--- Available data Enclosed Below ---

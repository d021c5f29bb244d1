use serde::{Deserialize, Serialize};

/// Response body of the list-models operation
#[derive(Debug, Clone, Serialize, Deserialize)]
pub struct ModelList {
    /// Always "list"
    pub object: String,
    /// Available models
    pub data: Vec<ModelCard>,
}

impl ModelList {
    /// Wrap model cards in a list envelope
    pub fn new(data: Vec<ModelCard>) -> Self {
        Self {
            object: "list".to_owned(),
            data,
        }
    }
}

/// One servable model
#[derive(Debug, Clone, PartialEq, Eq, Serialize, Deserialize)]
pub struct ModelCard {
    /// Model identifier accepted by chat completions
    pub id: String,
    /// Always "model"
    pub object: String,
    /// Unix timestamp of the listing
    pub created: u64,
    /// Name of the adapter serving this model
    pub owned_by: String,
}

--- End of Enclosed Available data ---

## Task to complete
Nothing in the entries should be skipped. Output them all exactly.

## Solution to this problem
repository d021c5f29bb244d1
use serde::{Deserialize, Serialize};

/// Response body of the list-models operation
#[derive(Debug, Clone, Serialize, Deserialize)]
pub struct ModelList {
    /// Always "list"
    pub object: String,
    /// Available models
    pub data: Vec<ModelCard>,
}

impl ModelList {
    /// Wrap model cards in a list envelope
    pub fn new(data: Vec<ModelCard>) -> Self {
        Self {
            object: "list".to_owned(),
            data,
        }
    }
}

/// One servable model
#[derive(Debug, Clone, PartialEq, Eq, Serialize, Deserialize)]
pub struct ModelCard {
    /// Model identifier accepted by chat completions
    pub id: String,
    /// Always "model"
    pub object: String,
    /// Unix timestamp of the listing
    pub created: u64,
    /// Name of the adapter serving this model
    pub owned_by: String,
}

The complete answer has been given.